Aéroports, de l’espace public à l’espace privé
C’est un lent grignotage. Dans les bureaux de poste, les gares, les aéroports, sur les plans d’aménagement urbain, au centre-ville comme à la périphérie, une même contrainte enserre insensiblement les usagers des espaces publics : le passage imposé au travers d’espaces marchands. Pour les promoteurs de cette métamorphose, la consommation, contrôlée et sécurisée, doit remplacer toute déambulation rêveuse.
par Philippe Rekacewicz, février 2013
Milieu des années 2000, dans le sud de la Norvège. L’aéroport de Kristiansand vient d’être rénové. Le vol est en retard ; le temps de prendre un verre avec mes accompagnateurs ? « Plus possible : le café, les tables et les chaises se trouvent désormais de l’autre côté du contrôle de sécurité... » Une heure passe. Pas d’avion, pas de nouvelles, et plus de comptoir... Il faut rejoindre la porte d’embarquement pour obtenir quelques informations, mais l’accès a disparu. Tiens, le duty free est contrôlé par un agent : « Accéder aux portes d’embarquement ? Par ici, à travers le magasin. C’est après les caisses ! » Cocasse. Mais pourquoi pas ? « C’est juste pour pêcher quelques infos, hein ? Je reviens, vous vous souviendrez de moi ? » L’agent répond avec prévenance : « Certainement, mais vous ne pourrez pas revenir sur vos pas. Il vous faudra repasser la douane... »
Ainsi, au lieu d’emprunter le couloir public d’accès direct pour embarquer, on traversait un magasin rempli de jouets, de parfums, de boîtes de chocolats et de bouteilles de gin. Autrefois organisée en une grande salle unique, l’aérogare avait été, à l’occasion de sa « modernisation », fragmentée en trois parties dont le franchissement s’avérait désormais sévèrement contrôlé.
Le mois suivant, sur le tarmac de ce même aéroport, mon fils de 2 ans et demi se dandinait vers l’avion, sa large veste alourdie de quelques paquets de bonbons et d’une fiole de Chanel N° 5 discrètement prélevés dans le magasin hors taxes, devenu passage obligé pour tous les voyageurs gagnant les portes d’embarquement.

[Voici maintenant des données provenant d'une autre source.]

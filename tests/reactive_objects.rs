use spark_reactive::{
    array, batch, effect, is_reactive, is_readonly, object, reactive, readonly, shallow_reactive,
    shallow_readonly, to_raw, Key, Ref, Target, Value,
};
use std::cell::{Cell, RefCell};
use std::rc::Rc;

/// Run `read` in an effect and count its executions.
fn count_runs(read: impl Fn() + 'static) -> (Rc<Cell<u32>>, impl FnOnce()) {
    let runs = Rc::new(Cell::new(0));
    let dispose = effect({
        let runs = runs.clone();
        move || {
            read();
            runs.set(runs.get() + 1);
        }
    });
    (runs, dispose)
}

// =============================================================================
// WRAPPING
// =============================================================================

#[test]
fn wrapping_returns_the_same_proxy() {
    let raw = object! { "a" => 1 };

    let first = reactive(raw.clone());
    assert_eq!(reactive(raw.clone()), first);
    assert_eq!(reactive(first.clone()), first);

    let view = readonly(raw.clone());
    assert_eq!(readonly(raw.clone()), view);
    assert_eq!(readonly(view.clone()), view);
}

#[test]
fn modes_are_isolated_but_share_the_raw_object() {
    let raw = object! { "a" => 1 };
    let state = reactive(raw.clone());
    let view = readonly(raw.clone());

    assert_ne!(state, view);
    assert_eq!(to_raw(&state), raw);
    assert_eq!(to_raw(&view), raw);

    // A write through one mode is visible through the others
    state.set("a", 2);
    assert_eq!(view.get("a"), Value::from(2));
    assert_eq!(shallow_readonly(raw.clone()).get("a"), Value::from(2));
}

#[test]
fn nested_objects_follow_the_parent_mode() {
    let raw = object! { "inner" => object! { "x" => 1 } };

    assert!(is_reactive(&reactive(raw.clone()).get("inner")));
    assert!(is_readonly(&readonly(raw.clone()).get("inner")));
    assert!(!is_reactive(&shallow_reactive(raw.clone()).get("inner")));
    assert!(!is_readonly(&shallow_readonly(raw.clone()).get("inner")));

    // The same nested proxy on every read
    let state = reactive(raw);
    assert_eq!(state.get("inner"), state.get("inner"));
}

// =============================================================================
// READ TRACKING
// =============================================================================

#[test]
fn effects_rerun_only_for_keys_they_read() {
    let state = reactive(object! { "a" => 1, "b" => 1 });
    let (runs, _dispose) = count_runs({
        let state = state.clone();
        move || {
            let _ = state.get("a");
        }
    });
    assert_eq!(runs.get(), 1);

    state.set("a", 2);
    assert_eq!(runs.get(), 2);

    state.set("b", 2);
    assert_eq!(runs.get(), 2);
}

#[test]
fn nested_reads_track_the_nested_key() {
    let state = reactive(object! { "user" => object! { "name" => "ada" } });
    let seen = Rc::new(RefCell::new(Vec::new()));
    let _dispose = effect({
        let state = state.clone();
        let seen = seen.clone();
        move || seen.borrow_mut().push(state.get("user").get("name"))
    });

    state.get("user").set("name", "grace");
    assert_eq!(*seen.borrow(), vec![Value::from("ada"), Value::from("grace")]);

    // Mutating the raw object bypasses tracking entirely
    to_raw(&state.get("user")).set("name", "linus");
    assert_eq!(seen.borrow().len(), 2);
}

#[test]
fn add_and_set_are_told_apart() {
    let state = reactive(object! { "a" => f64::NAN });

    let (key_runs, _k) = count_runs({
        let state = state.clone();
        move || {
            let _ = state.get("a");
        }
    });
    let (keys_runs, _i) = count_runs({
        let state = state.clone();
        move || {
            let _ = state.own_keys();
        }
    });

    // NaN to NaN is not a change
    state.set("a", f64::NAN);
    assert_eq!((key_runs.get(), keys_runs.get()), (1, 1));

    // Existing key with a new value: set, not add
    state.set("a", 1);
    assert_eq!((key_runs.get(), keys_runs.get()), (2, 1));

    // Equal value: nothing
    state.set("a", 1);
    assert_eq!((key_runs.get(), keys_runs.get()), (2, 1));

    // Absent key: add
    state.set("b", 1);
    assert_eq!((key_runs.get(), keys_runs.get()), (2, 2));
}

#[test]
fn has_checks_track_additions_and_deletions() {
    let state = reactive(object! {});
    let (runs, _dispose) = count_runs({
        let state = state.clone();
        move || {
            let _ = state.has("x");
        }
    });

    state.set("x", 1);
    assert_eq!(runs.get(), 2);

    state.delete("x");
    assert_eq!(runs.get(), 3);

    // Deleting an absent key changes nothing
    state.delete("x");
    assert_eq!(runs.get(), 3);
}

#[test]
fn enumeration_ignores_value_changes() {
    let state = reactive(object! { "a" => 1 });
    let (runs, _dispose) = count_runs({
        let state = state.clone();
        move || {
            let _ = state.own_keys();
        }
    });

    state.set("a", 2);
    assert_eq!(runs.get(), 1);

    state.set("b", 1);
    assert_eq!(runs.get(), 2);

    state.delete("a");
    assert_eq!(runs.get(), 3);
    assert_eq!(state.own_keys(), vec![Key::from("b")]);
}

#[test]
fn batched_writes_run_effects_once() {
    let state = reactive(object! { "a" => 0, "b" => 0 });
    let (runs, _dispose) = count_runs({
        let state = state.clone();
        move || {
            let _ = (state.get("a"), state.get("b"));
        }
    });

    batch(|| {
        state.set("a", 1);
        state.set("b", 1);
        state.set("c", 1);
    });
    assert_eq!(runs.get(), 2);
}

// =============================================================================
// ARRAYS
// =============================================================================

#[test]
fn an_effect_pushing_to_the_array_it_reads_settles() {
    let list = reactive(array![1, 2]);
    let (runs, _dispose) = count_runs({
        let list = list.clone();
        move || {
            let len = list.len();
            if len < 5 {
                list.push([len]);
            }
        }
    });
    assert_eq!(list.len(), 3);

    // One external trigger
    list.push([0]);

    assert_eq!(list.len(), 5);
    assert!(runs.get() <= 4, "effect ran {} times", runs.get());
}

#[test]
fn searches_find_raw_objects_stored_wrapped() {
    let item = object! { "id" => 1 };
    let wrapped = reactive(item.clone());
    let list = reactive(array![wrapped.clone()]);

    assert!(list.includes(item.clone()));
    assert!(list.includes(wrapped.clone()));
    assert_eq!(list.index_of(item.clone()), Some(0));
    assert_eq!(list.last_index_of(item), Some(0));
    assert!(!list.includes(object! { "id" => 1 }));
}

#[test]
fn length_changes_reach_index_readers() {
    let list = reactive(array!["a", "b", "c"]);
    let last = Rc::new(RefCell::new(Value::Undefined));
    let _dispose = effect({
        let list = list.clone();
        let last = last.clone();
        move || *last.borrow_mut() = list.get(2usize)
    });
    assert_eq!(*last.borrow(), Value::from("c"));

    list.set("length", 1);
    assert_eq!(*last.borrow(), Value::Undefined);
    assert_eq!(list.len(), 1);
}

#[test]
fn index_writes_past_the_end_notify_length_readers() {
    let list = reactive(array![]);
    let lengths = Rc::new(RefCell::new(Vec::new()));
    let _dispose = effect({
        let list = list.clone();
        let lengths = lengths.clone();
        move || lengths.borrow_mut().push(list.len())
    });

    list.set(0usize, "x");
    list.set(0usize, "y");
    list.set(3usize, "z");
    assert_eq!(*lengths.borrow(), vec![0, 1, 4]);
}

#[test]
fn huge_integer_keys_on_arrays_stay_cheap() {
    let list = reactive(array![1]);
    let lengths = Rc::new(RefCell::new(Vec::new()));
    let _dispose = effect({
        let list = list.clone();
        let lengths = lengths.clone();
        move || lengths.borrow_mut().push(list.len())
    });

    // Beyond the index range: a named property, length untouched
    assert!(list.set("18446744073709551615", "named"));
    assert!(list.set("4294967294", "last"));
    assert!(list.set("length", 4_294_967_295u32));

    assert_eq!(list.get("18446744073709551615"), Value::from("named"));
    assert_eq!(list.get(4_294_967_294usize), Value::from("last"));
    assert!(!list.has(1usize));

    // Past the largest length the write is refused and nothing reruns
    assert!(!list.set("length", 4_294_967_296.0));
    list.set("length", 1);

    assert_eq!(*lengths.borrow(), vec![1, 4_294_967_295, 1]);
    assert_eq!(
        list.own_keys(),
        vec![Key::from("0"), Key::length(), Key::from("18446744073709551615")]
    );
}

// =============================================================================
// REFS
// =============================================================================

#[test]
fn refs_in_objects_are_unwrapped_and_written_through() {
    let r = Ref::new(1);
    let state = reactive(object! { "r" => r.clone() });

    assert_eq!(state.get("r"), Value::from(1));

    state.set("r", 2);
    assert_eq!(r.peek(), Value::from(2));
    assert!(to_raw(&state).get("r").as_ref_cell().is_some_and(|slot| slot.ptr_eq(&r)));

    // Replacing a ref with another ref swaps the slot
    let other = Ref::new(10);
    state.set("r", other.clone());
    assert_eq!(state.get("r"), Value::from(10));
    assert_eq!(r.peek(), Value::from(2));
}

#[test]
fn refs_in_arrays_stay_refs() {
    let r = Ref::new(1);
    let list = reactive(array![r.clone()]);

    assert!(list.get(0usize).as_ref_cell().is_some_and(|slot| slot.ptr_eq(&r)));

    // Arrays replace the slot instead of writing through
    list.set(0usize, 5);
    assert_eq!(list.get(0usize), Value::from(5));
    assert_eq!(r.peek(), Value::from(1));
}

#[test]
fn readonly_views_replace_refs_instead_of_writing_through() {
    let r = Ref::new(1);
    let raw = object! { "r" => r.clone() };
    let state = reactive(raw.clone());
    let view = readonly(object! { "n" => 2 });

    state.set("r", view.clone());
    assert_eq!(raw.get("r"), view);
    assert_eq!(r.peek(), Value::from(1));
}

#[test]
fn only_readonly_values_are_stored_wrapped() {
    let child = object! { "x" => 1 };
    let raw = object! {};
    let state = reactive(raw.clone());

    state.set("deep", reactive(child.clone()));
    state.set("shallow", shallow_reactive(child.clone()));
    state.set("view", readonly(child.clone()));

    assert_eq!(raw.get("deep"), child);
    assert_eq!(raw.get("shallow"), child);
    assert!(is_readonly(&raw.get("view")));
    assert_eq!(to_raw(&raw.get("view")), child);
}

// =============================================================================
// READ-ONLY
// =============================================================================

#[test]
fn readonly_rejects_writes_and_reports_success() {
    let raw = object! { "a" => 1 };
    let view = readonly(raw.clone());

    assert!(view.set("a", 2));
    assert!(view.set("missing", 2));
    assert!(view.delete("a"));
    assert!(view.delete("missing"));

    assert_eq!(raw.get("a"), Value::from(1));
    assert!(!raw.has("missing"));
    assert_eq!(raw.own_keys(), vec![Key::from("a")]);
}

#[test]
fn readonly_views_of_reactive_objects_follow_changes() {
    let state = reactive(object! { "n" => 1 });
    let view = readonly(state.clone());
    let seen = Rc::new(Cell::new(0.0));
    let _dispose = effect({
        let view = view.clone();
        let seen = seen.clone();
        move || seen.set(view.get("n").as_number().unwrap_or(-1.0))
    });

    state.set("n", 2);
    assert_eq!(seen.get(), 2.0);

    // The view still refuses writes
    view.set("n", 3);
    assert_eq!(seen.get(), 2.0);
    assert_eq!(state.get("n"), Value::from(2));
}

#[test]
fn prototype_writes_land_on_the_receiver() {
    let parent = object! { "shared" => 1 };
    let child = Value::from(Target::with_proto(reactive(parent.clone())));
    let state = reactive(child.clone());

    let (runs, _dispose) = count_runs({
        let parent = reactive(parent.clone());
        move || {
            let _ = parent.get("shared");
        }
    });

    state.set("shared", 2);
    assert_eq!(child.get("shared"), Value::from(2));
    assert_eq!(parent.get("shared"), Value::from(1));
    assert_eq!(runs.get(), 1);
}
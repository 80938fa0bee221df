// ============================================================================
// spark-reactive - Batching and Tracking Control
// Grouping writes into one flush, and regions that record no reads
// ============================================================================

use crate::core::context::with_context;
use crate::reactivity::scheduling::flush_sync;

// =============================================================================
// BATCH
// =============================================================================

/// Ends a batch level; the outermost level flushes. Also runs on unwind,
/// so a panicking batch still delivers the writes it made.
struct BatchLevel;

impl BatchLevel {
    fn enter() -> Self {
        with_context(|ctx| ctx.enter_batch());
        BatchLevel
    }
}

impl Drop for BatchLevel {
    fn drop(&mut self) {
        let outermost = with_context(|ctx| ctx.exit_batch() == 0 && !ctx.is_flushing());
        // A running flush drains the queue itself
        if outermost {
            flush_sync();
        }
    }
}

/// Run `f` with effect runs deferred until it returns.
///
/// An effect dirtied several times inside the batch runs once, after the
/// outermost batch ends.
///
/// # Example
///
/// ```
/// use spark_reactive::{batch, effect, object, reactive};
/// use std::cell::Cell;
/// use std::rc::Rc;
///
/// let point = reactive(object! { "x" => 0, "y" => 0 });
/// let runs = Rc::new(Cell::new(0));
///
/// let _dispose = effect({
///     let point = point.clone();
///     let runs = runs.clone();
///     move || {
///         let _ = (point.get("x"), point.get("y"));
///         runs.set(runs.get() + 1);
///     }
/// });
///
/// batch(|| {
///     point.set("x", 3);
///     point.set("y", 4);
/// });
/// assert_eq!(runs.get(), 2);
/// ```
pub fn batch<T>(f: impl FnOnce() -> T) -> T {
    let _level = BatchLevel::enter();
    f()
}

/// Run every queued effect now.
///
/// Writes outside a batch already flush before returning, so this only
/// matters after queueing through the low-level context.
pub fn tick() {
    flush_sync();
}

// =============================================================================
// TRACKING CONTROL
// =============================================================================

/// Puts back the tracking state it replaced when dropped.
#[must_use = "tracking is restored as soon as the guard is dropped"]
pub struct TrackingGuard {
    prev_untracking: bool,
}

impl TrackingGuard {
    fn replace(untracking: bool) -> Self {
        Self {
            prev_untracking: with_context(|ctx| ctx.set_untracking(untracking)),
        }
    }
}

impl Drop for TrackingGuard {
    fn drop(&mut self) {
        with_context(|ctx| ctx.set_untracking(self.prev_untracking));
    }
}

/// Stop recording reads until the guard is dropped.
///
/// ```
/// use spark_reactive::{is_untracking, pause_tracking};
///
/// {
///     let _paused = pause_tracking();
///     assert!(is_untracking());
/// }
/// assert!(!is_untracking());
/// ```
pub fn pause_tracking() -> TrackingGuard {
    TrackingGuard::replace(true)
}

/// Record reads again until the guard is dropped, even in a paused region.
pub fn enable_tracking() -> TrackingGuard {
    TrackingGuard::replace(false)
}

/// Evaluate `f` without recording any of its reads.
///
/// ```
/// use spark_reactive::{effect, object, reactive, untrack};
/// use std::cell::Cell;
/// use std::rc::Rc;
///
/// let state = reactive(object! { "shown" => 1, "hidden" => 2 });
/// let runs = Rc::new(Cell::new(0));
///
/// let _dispose = effect({
///     let state = state.clone();
///     let runs = runs.clone();
///     move || {
///         let _ = state.get("shown");
///         let _ = untrack(|| state.get("hidden"));
///         runs.set(runs.get() + 1);
///     }
/// });
///
/// state.set("hidden", 20);
/// assert_eq!(runs.get(), 1);
///
/// state.set("shown", 10);
/// assert_eq!(runs.get(), 2);
/// ```
pub fn untrack<T>(f: impl FnOnce() -> T) -> T {
    let _paused = pause_tracking();
    f()
}

/// Same as `untrack`.
pub fn peek<T>(f: impl FnOnce() -> T) -> T {
    untrack(f)
}

// =============================================================================
// TESTS
// =============================================================================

Ainsi naquit le projet « Duty Free Shop », présenté ici. Stratégies inédites d’organisation de l’espace, réorientation des flux de personnes : des mains invisibles avaient transformé radicalement la nature et l’usage d’un lieu public. Débutèrent alors de longues semaines d’observation dans les aérogares européennes, passées à scruter les mouvements, les objets, les attitudes des personnels, les décors, les lumières, le design ou la signalétique, à deviner la signification des changements, à esquisser des cartes pour en faire comprendre les enjeux.
A l’origine de ces transformations ? Les autorités aéroportuaires, les ministères des transports et les entreprises auxquelles on délègue la gestion des espaces commerciaux, voire de service. Tous travaillent main dans la main pour sculpter le paysage intérieur des terminaux. Comme dans une mise en scène de théâtre, ils forment acteurs et figurants : agents de sécurité, personnels des boutiques hors taxes et des compagnies aériennes, douaniers, policiers et... passagers. Ils installent les décors, les lumières et les champs visuels, les « ouvertures » ou les « fermetures ». Le tout, dans un seul but : préparer les passagers pour déclencher l’acte d’achat.
Interrogées sur ces transformations, les autorités aéroportuaires jurent qu’elles n’y sont pour rien. « Les directeurs des magasins décident seuls de leurs stratégies commerciales », affirmait (en détournant le regard) M. Jo Kobro, ancien directeur du service de presse de l’aéroport d’Oslo. En réalité, les uns font de l’argent, les seconds prélèvent les redevances.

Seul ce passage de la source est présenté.